**Instructions to follow**
All of the data should be restated word for word.

**Records for the exercise**

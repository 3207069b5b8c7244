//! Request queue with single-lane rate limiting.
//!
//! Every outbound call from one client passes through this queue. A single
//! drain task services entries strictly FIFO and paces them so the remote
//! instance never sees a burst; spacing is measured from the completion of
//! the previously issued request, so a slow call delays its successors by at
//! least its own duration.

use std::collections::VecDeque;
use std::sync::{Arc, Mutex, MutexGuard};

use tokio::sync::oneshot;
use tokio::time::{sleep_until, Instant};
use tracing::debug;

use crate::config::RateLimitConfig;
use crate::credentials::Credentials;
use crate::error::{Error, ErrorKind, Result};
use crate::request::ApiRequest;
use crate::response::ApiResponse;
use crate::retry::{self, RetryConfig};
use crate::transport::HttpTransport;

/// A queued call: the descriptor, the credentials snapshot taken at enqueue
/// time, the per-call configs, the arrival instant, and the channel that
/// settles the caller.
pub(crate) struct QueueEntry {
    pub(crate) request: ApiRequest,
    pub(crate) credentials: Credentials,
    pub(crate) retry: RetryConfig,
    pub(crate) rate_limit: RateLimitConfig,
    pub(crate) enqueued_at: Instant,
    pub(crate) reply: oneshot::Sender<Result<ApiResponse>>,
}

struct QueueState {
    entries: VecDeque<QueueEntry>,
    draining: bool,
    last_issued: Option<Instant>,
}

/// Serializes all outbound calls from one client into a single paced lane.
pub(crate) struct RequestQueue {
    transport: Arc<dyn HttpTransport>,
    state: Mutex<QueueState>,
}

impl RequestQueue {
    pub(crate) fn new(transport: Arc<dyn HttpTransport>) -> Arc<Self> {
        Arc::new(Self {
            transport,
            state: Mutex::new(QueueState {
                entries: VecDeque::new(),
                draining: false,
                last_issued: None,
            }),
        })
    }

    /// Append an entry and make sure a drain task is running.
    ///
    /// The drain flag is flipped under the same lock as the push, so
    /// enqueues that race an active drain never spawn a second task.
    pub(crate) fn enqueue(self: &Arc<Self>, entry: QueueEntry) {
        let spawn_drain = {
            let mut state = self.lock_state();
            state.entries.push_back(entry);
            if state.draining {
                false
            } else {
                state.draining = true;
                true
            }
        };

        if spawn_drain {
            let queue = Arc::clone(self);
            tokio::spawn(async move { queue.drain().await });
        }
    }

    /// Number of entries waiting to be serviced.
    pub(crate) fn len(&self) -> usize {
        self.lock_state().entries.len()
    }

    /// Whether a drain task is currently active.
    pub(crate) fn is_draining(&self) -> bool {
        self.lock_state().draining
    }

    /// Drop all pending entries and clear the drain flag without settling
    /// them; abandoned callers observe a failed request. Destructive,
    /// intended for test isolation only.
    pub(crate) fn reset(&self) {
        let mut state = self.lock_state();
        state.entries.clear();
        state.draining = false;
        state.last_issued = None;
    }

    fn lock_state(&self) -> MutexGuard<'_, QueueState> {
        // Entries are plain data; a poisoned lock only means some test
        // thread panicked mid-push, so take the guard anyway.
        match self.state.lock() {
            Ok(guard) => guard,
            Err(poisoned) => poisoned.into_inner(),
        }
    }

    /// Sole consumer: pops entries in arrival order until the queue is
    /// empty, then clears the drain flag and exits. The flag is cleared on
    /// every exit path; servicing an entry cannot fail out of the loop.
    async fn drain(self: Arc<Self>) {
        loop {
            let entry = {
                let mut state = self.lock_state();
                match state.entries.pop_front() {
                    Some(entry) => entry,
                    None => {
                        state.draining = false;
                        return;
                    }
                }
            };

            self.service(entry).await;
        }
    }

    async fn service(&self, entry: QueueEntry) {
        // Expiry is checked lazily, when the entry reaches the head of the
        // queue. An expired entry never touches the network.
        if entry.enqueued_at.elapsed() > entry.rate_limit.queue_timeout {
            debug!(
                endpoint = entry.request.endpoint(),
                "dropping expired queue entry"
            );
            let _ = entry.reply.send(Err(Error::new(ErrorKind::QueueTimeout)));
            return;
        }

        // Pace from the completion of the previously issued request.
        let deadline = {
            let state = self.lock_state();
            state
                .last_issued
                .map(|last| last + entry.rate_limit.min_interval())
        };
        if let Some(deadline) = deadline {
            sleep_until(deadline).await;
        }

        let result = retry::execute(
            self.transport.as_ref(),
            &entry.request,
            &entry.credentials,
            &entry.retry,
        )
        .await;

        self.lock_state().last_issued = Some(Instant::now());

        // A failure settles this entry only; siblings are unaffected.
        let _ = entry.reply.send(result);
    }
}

**Exercise result**
repository 3207069b5b8c7244
//! Request queue with single-lane rate limiting.
//!
//! Every outbound call from one client passes through this queue. A single
//! drain task services entries strictly FIFO and paces them so the remote
//! instance never sees a burst; spacing is measured from the completion of
//! the previously issued request, so a slow call delays its successors by at
//! least its own duration.

use std::collections::VecDeque;
use std::sync::{Arc, Mutex, MutexGuard};

use tokio::sync::oneshot;
use tokio::time::{sleep_until, Instant};
use tracing::debug;

use crate::config::RateLimitConfig;
use crate::credentials::Credentials;
use crate::error::{Error, ErrorKind, Result};
use crate::request::ApiRequest;
use crate::response::ApiResponse;
use crate::retry::{self, RetryConfig};
use crate::transport::HttpTransport;

/// A queued call: the descriptor, the credentials snapshot taken at enqueue
/// time, the per-call configs, the arrival instant, and the channel that
/// settles the caller.
pub(crate) struct QueueEntry {
    pub(crate) request: ApiRequest,
    pub(crate) credentials: Credentials,
    pub(crate) retry: RetryConfig,
    pub(crate) rate_limit: RateLimitConfig,
    pub(crate) enqueued_at: Instant,
    pub(crate) reply: oneshot::Sender<Result<ApiResponse>>,
}

struct QueueState {
    entries: VecDeque<QueueEntry>,
    draining: bool,
    last_issued: Option<Instant>,
}

/// Serializes all outbound calls from one client into a single paced lane.
pub(crate) struct RequestQueue {
    transport: Arc<dyn HttpTransport>,
    state: Mutex<QueueState>,
}

impl RequestQueue {
    pub(crate) fn new(transport: Arc<dyn HttpTransport>) -> Arc<Self> {
        Arc::new(Self {
            transport,
            state: Mutex::new(QueueState {
                entries: VecDeque::new(),
                draining: false,
                last_issued: None,
            }),
        })
    }

    /// Append an entry and make sure a drain task is running.
    ///
    /// The drain flag is flipped under the same lock as the push, so
    /// enqueues that race an active drain never spawn a second task.
    pub(crate) fn enqueue(self: &Arc<Self>, entry: QueueEntry) {
        let spawn_drain = {
            let mut state = self.lock_state();
            state.entries.push_back(entry);
            if state.draining {
                false
            } else {
                state.draining = true;
                true
            }
        };

        if spawn_drain {
            let queue = Arc::clone(self);
            tokio::spawn(async move { queue.drain().await });
        }
    }

    /// Number of entries waiting to be serviced.
    pub(crate) fn len(&self) -> usize {
        self.lock_state().entries.len()
    }

    /// Whether a drain task is currently active.
    pub(crate) fn is_draining(&self) -> bool {
        self.lock_state().draining
    }

    /// Drop all pending entries and clear the drain flag without settling
    /// them; abandoned callers observe a failed request. Destructive,
    /// intended for test isolation only.
    pub(crate) fn reset(&self) {
        let mut state = self.lock_state();
        state.entries.clear();
        state.draining = false;
        state.last_issued = None;
    }

    fn lock_state(&self) -> MutexGuard<'_, QueueState> {
        // Entries are plain data; a poisoned lock only means some test
        // thread panicked mid-push, so take the guard anyway.
        match self.state.lock() {
            Ok(guard) => guard,
            Err(poisoned) => poisoned.into_inner(),
        }
    }

    /// Sole consumer: pops entries in arrival order until the queue is
    /// empty, then clears the drain flag and exits. The flag is cleared on
    /// every exit path; servicing an entry cannot fail out of the loop.
    async fn drain(self: Arc<Self>) {
        loop {
            let entry = {
                let mut state = self.lock_state();
                match state.entries.pop_front() {
                    Some(entry) => entry,
                    None => {
                        state.draining = false;
                        return;
                    }
                }
            };

            self.service(entry).await;
        }
    }

    async fn service(&self, entry: QueueEntry) {
        // Expiry is checked lazily, when the entry reaches the head of the
        // queue. An expired entry never touches the network.
        if entry.enqueued_at.elapsed() > entry.rate_limit.queue_timeout {
            debug!(
                endpoint = entry.request.endpoint(),
                "dropping expired queue entry"
            );
            let _ = entry.reply.send(Err(Error::new(ErrorKind::QueueTimeout)));
            return;
        }

        // Pace from the completion of the previously issued request.
        let deadline = {
            let state = self.lock_state();
            state
                .last_issued
                .map(|last| last + entry.rate_limit.min_interval())
        };
        if let Some(deadline) = deadline {
            sleep_until(deadline).await;
        }

        let result = retry::execute(
            self.transport.as_ref(),
            &entry.request,
            &entry.credentials,
            &entry.retry,
        )
        .await;

        self.lock_state().last_issued = Some(Instant::now());

        // A failure settles this entry only; siblings are unaffected.
        let _ = entry.reply.send(result);
    }
}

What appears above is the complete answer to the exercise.